*ASSIGNED TASK:* Below is a block of entries; repeat exactly the lines starting at the line that contains "offset += valid_up_to" and ending at the line that contains "let n = available.len().min(buf.remaining());", both included.

*DATA FOR THIS TASK:*
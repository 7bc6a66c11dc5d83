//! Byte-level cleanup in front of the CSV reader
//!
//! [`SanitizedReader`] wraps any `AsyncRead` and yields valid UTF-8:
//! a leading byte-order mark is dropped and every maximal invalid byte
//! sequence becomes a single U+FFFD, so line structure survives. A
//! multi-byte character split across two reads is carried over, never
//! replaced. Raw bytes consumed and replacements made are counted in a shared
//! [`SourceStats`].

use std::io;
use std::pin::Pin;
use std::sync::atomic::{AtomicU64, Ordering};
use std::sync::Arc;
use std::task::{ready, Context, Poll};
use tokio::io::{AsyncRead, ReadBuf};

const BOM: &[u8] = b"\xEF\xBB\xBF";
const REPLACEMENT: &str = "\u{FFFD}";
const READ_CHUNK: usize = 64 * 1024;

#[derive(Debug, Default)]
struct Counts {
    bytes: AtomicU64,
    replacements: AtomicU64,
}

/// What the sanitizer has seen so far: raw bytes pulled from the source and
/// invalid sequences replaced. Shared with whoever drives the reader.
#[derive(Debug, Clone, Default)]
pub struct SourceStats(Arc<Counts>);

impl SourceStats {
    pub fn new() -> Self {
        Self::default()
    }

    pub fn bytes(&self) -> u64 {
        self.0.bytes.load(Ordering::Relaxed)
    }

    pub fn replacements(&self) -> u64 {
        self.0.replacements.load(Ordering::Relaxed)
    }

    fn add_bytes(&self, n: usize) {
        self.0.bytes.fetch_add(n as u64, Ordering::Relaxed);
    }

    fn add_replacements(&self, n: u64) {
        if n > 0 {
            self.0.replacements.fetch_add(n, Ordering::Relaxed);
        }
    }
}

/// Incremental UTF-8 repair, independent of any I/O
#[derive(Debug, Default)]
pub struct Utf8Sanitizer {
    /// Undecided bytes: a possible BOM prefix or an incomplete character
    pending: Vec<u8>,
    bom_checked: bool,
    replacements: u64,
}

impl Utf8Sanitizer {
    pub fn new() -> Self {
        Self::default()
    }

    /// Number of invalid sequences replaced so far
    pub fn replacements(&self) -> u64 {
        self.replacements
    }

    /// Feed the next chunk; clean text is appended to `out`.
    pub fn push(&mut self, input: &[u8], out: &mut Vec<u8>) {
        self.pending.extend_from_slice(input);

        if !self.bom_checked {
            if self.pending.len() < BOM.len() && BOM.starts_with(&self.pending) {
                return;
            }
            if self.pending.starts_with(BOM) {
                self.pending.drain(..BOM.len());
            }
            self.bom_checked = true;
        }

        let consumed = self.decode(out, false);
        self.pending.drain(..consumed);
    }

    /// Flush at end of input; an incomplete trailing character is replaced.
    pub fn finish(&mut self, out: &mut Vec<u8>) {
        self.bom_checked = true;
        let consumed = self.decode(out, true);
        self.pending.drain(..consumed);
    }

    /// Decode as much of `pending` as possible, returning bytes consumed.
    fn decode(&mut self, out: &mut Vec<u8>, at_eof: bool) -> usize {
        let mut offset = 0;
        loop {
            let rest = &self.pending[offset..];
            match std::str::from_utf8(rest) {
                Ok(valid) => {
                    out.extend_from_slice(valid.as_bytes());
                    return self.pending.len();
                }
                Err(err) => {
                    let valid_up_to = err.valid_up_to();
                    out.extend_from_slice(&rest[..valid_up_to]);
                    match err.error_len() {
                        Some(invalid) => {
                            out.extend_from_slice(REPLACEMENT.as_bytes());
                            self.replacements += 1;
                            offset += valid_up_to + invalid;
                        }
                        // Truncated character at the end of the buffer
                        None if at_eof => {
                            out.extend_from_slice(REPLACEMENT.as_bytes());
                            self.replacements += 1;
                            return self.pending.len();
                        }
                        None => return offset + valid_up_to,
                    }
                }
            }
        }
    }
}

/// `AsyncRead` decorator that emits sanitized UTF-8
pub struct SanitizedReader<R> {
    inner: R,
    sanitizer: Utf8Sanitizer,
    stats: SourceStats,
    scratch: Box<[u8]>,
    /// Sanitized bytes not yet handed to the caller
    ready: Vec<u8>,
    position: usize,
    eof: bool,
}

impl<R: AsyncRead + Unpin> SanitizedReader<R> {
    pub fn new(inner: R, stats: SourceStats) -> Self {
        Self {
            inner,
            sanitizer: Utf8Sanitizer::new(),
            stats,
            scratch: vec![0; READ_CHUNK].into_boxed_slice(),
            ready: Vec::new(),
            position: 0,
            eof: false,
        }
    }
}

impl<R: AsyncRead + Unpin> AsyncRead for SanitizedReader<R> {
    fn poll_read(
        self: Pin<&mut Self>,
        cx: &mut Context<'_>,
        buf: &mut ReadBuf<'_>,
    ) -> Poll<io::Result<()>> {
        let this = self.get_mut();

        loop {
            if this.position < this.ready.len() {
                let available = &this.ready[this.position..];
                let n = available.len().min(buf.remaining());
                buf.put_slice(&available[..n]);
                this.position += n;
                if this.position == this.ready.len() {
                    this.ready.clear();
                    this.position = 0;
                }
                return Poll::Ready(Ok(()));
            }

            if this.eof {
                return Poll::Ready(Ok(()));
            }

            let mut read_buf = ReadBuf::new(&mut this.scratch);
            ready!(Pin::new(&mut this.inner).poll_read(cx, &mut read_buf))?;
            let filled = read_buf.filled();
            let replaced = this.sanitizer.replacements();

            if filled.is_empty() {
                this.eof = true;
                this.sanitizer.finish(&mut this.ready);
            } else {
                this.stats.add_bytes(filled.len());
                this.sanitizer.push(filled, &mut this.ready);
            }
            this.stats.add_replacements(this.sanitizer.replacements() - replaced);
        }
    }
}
---
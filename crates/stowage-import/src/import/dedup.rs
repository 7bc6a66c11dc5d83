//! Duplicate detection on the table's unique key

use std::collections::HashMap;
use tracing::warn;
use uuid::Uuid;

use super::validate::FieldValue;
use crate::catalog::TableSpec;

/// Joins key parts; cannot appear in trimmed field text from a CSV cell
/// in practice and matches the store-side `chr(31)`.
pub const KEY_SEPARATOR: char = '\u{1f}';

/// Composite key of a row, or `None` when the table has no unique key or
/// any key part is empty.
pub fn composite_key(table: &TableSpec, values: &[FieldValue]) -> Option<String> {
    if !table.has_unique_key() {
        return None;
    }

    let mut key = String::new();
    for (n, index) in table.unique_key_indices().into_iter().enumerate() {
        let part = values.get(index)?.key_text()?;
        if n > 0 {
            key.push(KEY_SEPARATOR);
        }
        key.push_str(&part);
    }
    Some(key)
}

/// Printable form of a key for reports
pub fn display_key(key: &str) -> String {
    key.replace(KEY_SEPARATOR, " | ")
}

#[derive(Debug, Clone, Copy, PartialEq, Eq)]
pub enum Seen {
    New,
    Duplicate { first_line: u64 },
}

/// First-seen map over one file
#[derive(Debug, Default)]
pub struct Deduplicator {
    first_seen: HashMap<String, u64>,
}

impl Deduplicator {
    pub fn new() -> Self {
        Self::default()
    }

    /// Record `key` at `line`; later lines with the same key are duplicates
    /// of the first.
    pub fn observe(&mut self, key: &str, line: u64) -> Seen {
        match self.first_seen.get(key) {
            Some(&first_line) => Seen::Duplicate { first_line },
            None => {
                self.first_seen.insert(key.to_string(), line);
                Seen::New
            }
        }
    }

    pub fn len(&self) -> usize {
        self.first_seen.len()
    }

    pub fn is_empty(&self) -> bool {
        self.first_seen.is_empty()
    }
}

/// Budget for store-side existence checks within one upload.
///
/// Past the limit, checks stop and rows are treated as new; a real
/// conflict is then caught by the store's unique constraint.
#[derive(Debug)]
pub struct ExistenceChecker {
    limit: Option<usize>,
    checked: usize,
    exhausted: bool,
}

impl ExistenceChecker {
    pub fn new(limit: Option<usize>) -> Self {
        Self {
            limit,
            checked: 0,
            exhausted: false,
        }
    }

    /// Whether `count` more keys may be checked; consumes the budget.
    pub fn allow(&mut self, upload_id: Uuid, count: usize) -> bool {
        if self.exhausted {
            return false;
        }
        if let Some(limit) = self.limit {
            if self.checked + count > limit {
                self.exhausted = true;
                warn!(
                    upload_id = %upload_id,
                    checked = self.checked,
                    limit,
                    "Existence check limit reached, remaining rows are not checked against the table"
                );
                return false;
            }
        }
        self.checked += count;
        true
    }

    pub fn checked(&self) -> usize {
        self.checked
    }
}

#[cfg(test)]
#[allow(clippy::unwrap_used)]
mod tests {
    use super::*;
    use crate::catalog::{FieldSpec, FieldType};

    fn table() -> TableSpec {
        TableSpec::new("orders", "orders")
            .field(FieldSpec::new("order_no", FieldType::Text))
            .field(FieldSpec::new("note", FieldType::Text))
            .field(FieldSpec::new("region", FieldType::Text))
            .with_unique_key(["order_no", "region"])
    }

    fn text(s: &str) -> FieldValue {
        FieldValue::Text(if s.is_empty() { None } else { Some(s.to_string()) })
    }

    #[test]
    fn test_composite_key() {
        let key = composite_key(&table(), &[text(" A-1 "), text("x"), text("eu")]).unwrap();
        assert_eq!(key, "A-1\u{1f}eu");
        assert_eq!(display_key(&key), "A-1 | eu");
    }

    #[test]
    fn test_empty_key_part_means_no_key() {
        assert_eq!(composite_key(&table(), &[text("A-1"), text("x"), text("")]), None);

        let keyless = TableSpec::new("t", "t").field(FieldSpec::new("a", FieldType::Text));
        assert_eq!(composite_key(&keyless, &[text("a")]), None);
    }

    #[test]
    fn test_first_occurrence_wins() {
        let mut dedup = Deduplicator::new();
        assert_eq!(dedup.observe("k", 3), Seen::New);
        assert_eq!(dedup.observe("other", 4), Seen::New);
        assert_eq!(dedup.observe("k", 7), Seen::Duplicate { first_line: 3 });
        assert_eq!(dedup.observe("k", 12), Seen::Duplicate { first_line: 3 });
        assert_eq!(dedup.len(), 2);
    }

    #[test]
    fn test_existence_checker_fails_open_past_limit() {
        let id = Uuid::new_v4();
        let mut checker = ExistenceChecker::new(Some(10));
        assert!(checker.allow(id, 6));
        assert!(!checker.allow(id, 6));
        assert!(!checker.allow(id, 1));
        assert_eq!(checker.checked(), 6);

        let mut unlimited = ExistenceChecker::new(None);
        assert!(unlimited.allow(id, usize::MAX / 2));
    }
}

*WRITTEN RESPONSE:*
                            offset += valid_up_to + invalid;
                        }
                        // Truncated character at the end of the buffer
                        None if at_eof => {
                            out.extend_from_slice(REPLACEMENT.as_bytes());
                            self.replacements += 1;
                            return self.pending.len();
                        }
                        None => return offset + valid_up_to,
                    }
                }
            }
        }
    }
}

/// `AsyncRead` decorator that emits sanitized UTF-8
pub struct SanitizedReader<R> {
    inner: R,
    sanitizer: Utf8Sanitizer,
    stats: SourceStats,
    scratch: Box<[u8]>,
    /// Sanitized bytes not yet handed to the caller
    ready: Vec<u8>,
    position: usize,
    eof: bool,
}

impl<R: AsyncRead + Unpin> SanitizedReader<R> {
    pub fn new(inner: R, stats: SourceStats) -> Self {
        Self {
            inner,
            sanitizer: Utf8Sanitizer::new(),
            stats,
            scratch: vec![0; READ_CHUNK].into_boxed_slice(),
            ready: Vec::new(),
            position: 0,
            eof: false,
        }
    }
}

impl<R: AsyncRead + Unpin> AsyncRead for SanitizedReader<R> {
    fn poll_read(
        self: Pin<&mut Self>,
        cx: &mut Context<'_>,
        buf: &mut ReadBuf<'_>,
    ) -> Poll<io::Result<()>> {
        let this = self.get_mut();

        loop {
            if this.position < this.ready.len() {
                let available = &this.ready[this.position..];
                let n = available.len().min(buf.remaining());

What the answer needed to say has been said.